### The problem
Output only the lines below from the one containing "if var1 == 0" to the one containing "pub fn altitude(pressure_hpa: f32, sea_level_hpa: f32)", exactly as written, both ends kept.

### Records to use
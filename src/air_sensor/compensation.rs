//! Datasheet compensation formulas.
//!
//! Operation order and intermediate widths follow the reference code exactly,
//! the results are bit-exact with it. Integer paths use wrapping arithmetic
//! so that out-of-range coefficients produce garbage values instead of a panic.

use super::calibration::CalibrationCoefficients;

/// Upper clamp of the humidity accumulator, 100 %RH in Q22.10 before `>> 12`.
pub const HUMIDITY_MAX_Q: i32 = 419_430_400;

/// Q22.10 scale of the humidity output.
pub const HUMIDITY_DIVISOR: f32 = 1024.0;

/// Q24.8 scale of the pressure output.
pub const PRESSURE_DIVISOR: f32 = 256.0;

/// Temperature intermediate shared by the pressure and humidity formulas.
///
/// Only [`compensate_temperature`] creates one, and it is passed by value into
/// the other formulas of the same sampling pass.
#[derive(Clone, Copy, Debug, PartialEq, Eq)]
#[cfg_attr(feature = "defmt", derive(defmt::Format))]
pub struct FineTemperature(i32);

impl FineTemperature {
    pub fn value(self) -> i32 {
        self.0
    }
}

/// 20 bit ADC code from the MSB, LSB and XLSB[7:4] registers.
pub fn raw_sample(msb: u8, lsb: u8, xlsb: u8) -> u32 {
    (u32::from(msb) << 12) | (u32::from(lsb) << 4) | (u32::from(xlsb) >> 4)
}

/// Returns °C and the fine temperature for the rest of the pass.
pub fn compensate_temperature(calib: &CalibrationCoefficients, raw: u32) -> (f64, FineTemperature) {
    let raw = f64::from(raw);
    let t1 = f64::from(calib.t1);
    let t2 = f64::from(calib.t2);
    let t3 = f64::from(calib.t3);

    let var1 = (raw / 16384.0 - t1 / 1024.0) * t2;
    let var2 = (raw / 131072.0 - t1 / 8192.0) * (raw / 131072.0 - t1 / 8192.0) * t3;
    let fine = libm::floor(var1 + var2) as i32;

    ((var1 + var2) / 5120.0, FineTemperature(fine))
}

/// Pressure in Pa as Q24.8, 0 when the formula would divide by zero.
pub fn compensate_pressure(calib: &CalibrationCoefficients, raw: u32, fine: FineTemperature) -> u32 {
    let p1 = i64::from(calib.p1);
    let p2 = i64::from(calib.p2);
    let p3 = i64::from(calib.p3);
    let p4 = i64::from(calib.p4);
    let p5 = i64::from(calib.p5);
    let p6 = i64::from(calib.p6);
    let p7 = i64::from(calib.p7);
    let p8 = i64::from(calib.p8);
    let p9 = i64::from(calib.p9);

    let mut var1 = i64::from(fine.0) - 128000;
    let mut var2 = var1.wrapping_mul(var1).wrapping_mul(p6);
    var2 = var2.wrapping_add(var1.wrapping_mul(p5) << 17);
    var2 = var2.wrapping_add(p4 << 35);
    var1 = (var1.wrapping_mul(var1).wrapping_mul(p3) >> 8).wrapping_add(var1.wrapping_mul(p2) << 12);
    var1 = ((1i64 << 47).wrapping_add(var1)).wrapping_mul(p1) >> 33;
    if var1 == 0 {
        return 0;
    }

    let mut p: i64 = 1048576 - i64::from(raw);
    p = ((p << 31).wrapping_sub(var2)).wrapping_mul(3125).wrapping_div(var1);
    var1 = p9.wrapping_mul(p >> 13).wrapping_mul(p >> 13) >> 25;
    var2 = p8.wrapping_mul(p) >> 19;
    p = (p.wrapping_add(var1).wrapping_add(var2) >> 8).wrapping_add(p7 << 4);

    p as u32
}

/// Relative humidity in %RH as Q22.10.
pub fn compensate_humidity(calib: &CalibrationCoefficients, raw: u16, fine: FineTemperature) -> u32 {
    let raw = i32::from(raw);
    let h1 = i32::from(calib.h1);
    let h2 = i32::from(calib.h2);
    let h3 = i32::from(calib.h3);
    let h4 = i32::from(calib.h4);
    let h5 = i32::from(calib.h5);
    let h6 = i32::from(calib.h6);

    let mut v = fine.0.wrapping_sub(76800);
    let x1 = (raw << 14).wrapping_sub(h4 << 20).wrapping_sub(h5.wrapping_mul(v)).wrapping_add(16384) >> 15;
    let x2 = (v.wrapping_mul(h6) >> 10).wrapping_mul((v.wrapping_mul(h3) >> 11).wrapping_add(32768)) >> 10;
    let x3 = x2.wrapping_add(2097152).wrapping_mul(h2).wrapping_add(8192) >> 14;
    v = x1.wrapping_mul(x3);
    v = v.wrapping_sub((((v >> 15).wrapping_mul(v >> 15) >> 7).wrapping_mul(h1)) >> 4);
    v = v.clamp(0, HUMIDITY_MAX_Q);

    (v >> 12) as u32
}

/// International barometric formula, both pressures in hPa.
pub fn altitude(pressure_hpa: f32, sea_level_hpa: f32) -> f32 {
    44330.0 * (1.0 - libm::powf(pressure_hpa / sea_level_hpa, 0.1903))
}
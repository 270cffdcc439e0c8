//! Published plant state and the quantities derived from it.

/// One value of the snapshot together with how current it is.
#[derive(Clone, Copy, Debug, Default, PartialEq)]
#[cfg_attr(feature = "defmt", derive(defmt::Format))]
pub enum Field<T> {
    /// Read during the cycle that produced the snapshot
    Fresh(T),
    /// Last good value, the read of this cycle failed
    Stale(T),
    #[default]
    Unavailable,
}

impl<T: Copy> Field<T> {
    /// Next value of this field given the outcome of the current read.
    pub fn refresh(self, reading: Option<T>) -> Self {
        match reading {
            Some(value) => Field::Fresh(value),
            None => self.stale(),
        }
    }

    pub fn stale(self) -> Self {
        match self {
            Field::Fresh(value) | Field::Stale(value) => Field::Stale(value),
            Field::Unavailable => Field::Unavailable,
        }
    }

    pub fn value(&self) -> Option<T> {
        match self {
            Field::Fresh(value) | Field::Stale(value) => Some(*value),
            Field::Unavailable => None,
        }
    }

    pub fn fresh(&self) -> Option<T> {
        match self {
            Field::Fresh(value) => Some(*value),
            _ => None,
        }
    }

    pub fn is_fresh(&self) -> bool {
        matches!(self, Field::Fresh(_))
    }
}

#[derive(Clone, Copy, Debug, Default, PartialEq)]
#[cfg_attr(feature = "defmt", derive(defmt::Format))]
pub struct PlantTelemetrySnapshot {
    /// Polling cycle that assembled this snapshot, 0 for the one published at init
    pub cycle: u32,
    /// Soil probes in channel order
    pub moisture: [Field<u16>; 3],
    pub light: Field<u16>,
    pub temperature_c: Field<f32>,
    pub humidity_pct: Field<f32>,
    pub pressure_pa: Field<f32>,
    pub altitude_m: Field<f32>,
    pub dew_point_c: Field<f32>,
    pub heat_index_c: Field<f32>,
    /// Grow light relay levels in `GrowLight` order
    pub lights: [Field<bool>; 3],
}

impl PlantTelemetrySnapshot {
    pub const fn empty() -> Self {
        Self {
            cycle: 0,
            moisture: [Field::Unavailable; 3],
            light: Field::Unavailable,
            temperature_c: Field::Unavailable,
            humidity_pct: Field::Unavailable,
            pressure_pa: Field::Unavailable,
            altitude_m: Field::Unavailable,
            dew_point_c: Field::Unavailable,
            heat_index_c: Field::Unavailable,
            lights: [Field::Unavailable; 3],
        }
    }
}

pub fn celsius_to_fahrenheit(celsius: f32) -> f32 {
    celsius * 9.0 / 5.0 + 32.0
}

pub fn fahrenheit_to_celsius(fahrenheit: f32) -> f32 {
    (fahrenheit - 32.0) * 5.0 / 9.0
}

/// Magnus approximation. `None` for a relative humidity of zero or less,
/// where the logarithm is undefined.
pub fn dew_point(temperature_c: f32, humidity_pct: f32) -> Option<f32> {
    const A: f32 = 17.27;
    const B: f32 = 237.7;

    if humidity_pct <= 0.0 {
        return None;
    }

    let alpha = (A * temperature_c) / (B + temperature_c) + libm::logf(humidity_pct / 100.0);

    Some((B * alpha) / (A - alpha))
}

/// Rothfusz regression. Below 80 °F the regression does not apply and the
/// air temperature is returned unchanged.
pub fn heat_index(temperature_c: f32, humidity_pct: f32) -> f32 {
    let t = celsius_to_fahrenheit(temperature_c);
    if t < 80.0 {
        return temperature_c;
    }

    let h = humidity_pct;
    let hi = -42.379 + 2.04901523 * t + 10.14333127 * h
        - 0.22475541 * t * h
        - 0.00683783 * t * t
        - 0.05481717 * h * h
        + 0.00122874 * t * t * h
        + 0.00085282 * t * h * h
        - 0.00000199 * t * t * h * h;

    fahrenheit_to_celsius(hi)
}

#[cfg(test)]
mod tests {
    use super::*;

    #[test]
    fn test_refresh_marks_failed_reads_stale() {
        let field = Field::Unavailable.refresh(Some(512u16));
        assert_eq!(field, Field::Fresh(512));

        let field = field.refresh(None);
        assert_eq!(field, Field::Stale(512));
        assert!(!field.is_fresh());
        assert_eq!(field.value(), Some(512));
        assert_eq!(field.fresh(), None);

        // still the last good value after a second failure
        assert_eq!(field.refresh(None), Field::Stale(512));
    }

    #[test]
    fn test_never_read_stays_unavailable() {
        let field: Field<f32> = Field::Unavailable;

        assert_eq!(field.refresh(None), Field::Unavailable);
        assert_eq!(field.value(), None);
    }

    #[test]
    fn test_empty_snapshot_has_no_values() {
        let snapshot = PlantTelemetrySnapshot::empty();

        assert_eq!(snapshot, PlantTelemetrySnapshot::default());
        assert!(snapshot.moisture.iter().all(|m| m.value().is_none()));
        assert_eq!(snapshot.lights, [Field::Unavailable; 3]);
    }

    #[test]
    fn test_dew_point_at_saturation_equals_temperature() {
        let dp = dew_point(20.0, 100.0).unwrap();

        assert!((dp - 20.0).abs() < 0.01, "{dp}");
    }

    #[test]
    fn test_dew_point_below_temperature() {
        let dp = dew_point(25.08, 55.0).unwrap();

        assert!(dp < 25.08);
        assert!((dp - 15.4).abs() < 0.5, "{dp}");
    }

    #[test]
    fn test_dew_point_undefined_for_dry_air() {
        assert_eq!(dew_point(20.0, 0.0), None);
    }

    #[test]
    fn test_heat_index_below_threshold_is_air_temperature() {
        assert_eq!(heat_index(25.0, 80.0), 25.0);
    }

    #[test]
    fn test_heat_index_hot_humid_air_feels_hotter() {
        // 90 °F at 70 %RH reads about 106 °F on the NWS table
        let hi = heat_index(fahrenheit_to_celsius(90.0), 70.0);

        assert!((celsius_to_fahrenheit(hi) - 105.9).abs() < 1.0, "{hi}");
    }
}
//! Register and full-duplex bus capabilities the devices are written against.

use embedded_hal_1::i2c::Error as _;
use embedded_hal_1::spi::Error as _;
use embedded_hal_async::i2c::I2c;
use embedded_hal_async::spi::SpiDevice;

use crate::error::BusError;

/// Byte-register device behind a 7-bit I2C address.
pub struct RegisterDevice<I2C> {
    addr: u8,
    bus: I2C,
}

impl<I2C: I2c> RegisterDevice<I2C> {
    pub fn new(addr: u8, bus: I2C) -> Self {
        Self { addr, bus }
    }

    pub fn release(self) -> I2C {
        self.bus
    }

    #[cfg(test)]
    pub(crate) fn bus_mut(&mut self) -> &mut I2C {
        &mut self.bus
    }

    pub async fn register_read(&mut self, register: u8) -> Result<u8, BusError> {
        let mut buffer = [0u8; 1];
        self.register_read_burst(register, &mut buffer).await?;

        Ok(buffer[0])
    }

    /// Two consecutive registers, low byte first.
    pub async fn register_read16_le(&mut self, register: u8) -> Result<u16, BusError> {
        let mut buffer = [0u8; 2];
        self.register_read_burst(register, &mut buffer).await?;

        Ok(u16::from_le_bytes(buffer))
    }

    /// Reads `buffer.len()` registers starting at `register`, relying on the
    /// device's address auto-increment.
    pub async fn register_read_burst(&mut self, register: u8, buffer: &mut [u8]) -> Result<(), BusError> {
        self.bus
            .write_read(self.addr, &[register], buffer)
            .await
            .map_err(|e| e.kind().into())
    }

    pub async fn register_write(&mut self, register: u8, value: u8) -> Result<(), BusError> {
        self.bus.write(self.addr, &[register, value]).await.map_err(|e| e.kind().into())
    }
}

/// One full-duplex transaction of three bytes, chip select held for its duration.
pub async fn transfer_full_duplex<SPI: SpiDevice>(spi: &mut SPI, request: [u8; 3]) -> Result<[u8; 3], BusError> {
    let mut response = [0u8; 3];
    spi.transfer(&mut response, &request).await.map_err(|e| BusError::from(e.kind()))?;

    Ok(response)
}

#[cfg(test)]
mod tests {
    use super::*;
    use embassy_futures::block_on;
    use embedded_hal_1::i2c::ErrorKind;
    use embedded_hal_mock::eh1::i2c::{Mock as I2cMock, Transaction as I2cTransaction};
    use embedded_hal_mock::eh1::spi::{Mock as SpiMock, Transaction as SpiTransaction};

    const ADDR: u8 = 0x77;

    #[test]
    fn test_register_read16_is_little_endian() {
        let expectations = [I2cTransaction::write_read(ADDR, vec![0x88], vec![0x70, 0x6b])];
        let mut dev = RegisterDevice::new(ADDR, I2cMock::new(&expectations));

        let value = block_on(dev.register_read16_le(0x88)).unwrap();
        assert_eq!(value, 0x6b70);

        dev.release().done();
    }

    #[test]
    fn test_register_write_sends_register_then_value() {
        let expectations = [I2cTransaction::write(ADDR, vec![0xf4, 0x3f])];
        let mut dev = RegisterDevice::new(ADDR, I2cMock::new(&expectations));

        block_on(dev.register_write(0xf4, 0x3f)).unwrap();

        dev.release().done();
    }

    #[test]
    fn test_nack_maps_to_device_absent() {
        let expectations = [I2cTransaction::write_read(ADDR, vec![0xd0], vec![0x00])
            .with_error(ErrorKind::NoAcknowledge(embedded_hal_1::i2c::NoAcknowledgeSource::Address))];
        let mut dev = RegisterDevice::new(ADDR, I2cMock::new(&expectations));

        assert_eq!(block_on(dev.register_read(0xd0)), Err(BusError::DeviceAbsent));

        dev.release().done();
    }

    #[test]
    fn test_full_duplex_transfer_returns_response() {
        let expectations = [
            SpiTransaction::transaction_start(),
            SpiTransaction::transfer(vec![1, 0x80, 0], vec![0xff, 0x03, 0xff]),
            SpiTransaction::transaction_end(),
        ];
        let mut spi = SpiMock::new(&expectations);

        let response = block_on(transfer_full_duplex(&mut spi, [1, 0x80, 0])).unwrap();
        assert_eq!(response, [0xff, 0x03, 0xff]);

        spi.done();
    }
}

### Task result
    if var1 == 0 {
        return 0;
    }

    let mut p: i64 = 1048576 - i64::from(raw);
    p = ((p << 31).wrapping_sub(var2)).wrapping_mul(3125).wrapping_div(var1);
    var1 = p9.wrapping_mul(p >> 13).wrapping_mul(p >> 13) >> 25;
    var2 = p8.wrapping_mul(p) >> 19;
    p = (p.wrapping_add(var1).wrapping_add(var2) >> 8).wrapping_add(p7 << 4);

    p as u32
}

/// Relative humidity in %RH as Q22.10.
pub fn compensate_humidity(calib: &CalibrationCoefficients, raw: u16, fine: FineTemperature) -> u32 {
    let raw = i32::from(raw);
    let h1 = i32::from(calib.h1);
    let h2 = i32::from(calib.h2);
    let h3 = i32::from(calib.h3);
    let h4 = i32::from(calib.h4);
    let h5 = i32::from(calib.h5);
    let h6 = i32::from(calib.h6);

    let mut v = fine.0.wrapping_sub(76800);
    let x1 = (raw << 14).wrapping_sub(h4 << 20).wrapping_sub(h5.wrapping_mul(v)).wrapping_add(16384) >> 15;
    let x2 = (v.wrapping_mul(h6) >> 10).wrapping_mul((v.wrapping_mul(h3) >> 11).wrapping_add(32768)) >> 10;
    let x3 = x2.wrapping_add(2097152).wrapping_mul(h2).wrapping_add(8192) >> 14;
    v = x1.wrapping_mul(x3);
    v = v.wrapping_sub((((v >> 15).wrapping_mul(v >> 15) >> 7).wrapping_mul(h1)) >> 4);
    v = v.clamp(0, HUMIDITY_MAX_Q);

    (v >> 12) as u32
}

/// International barometric formula, both pressures in hPa.
pub fn altitude(pressure_hpa: f32, sea_level_hpa: f32) -> f32 {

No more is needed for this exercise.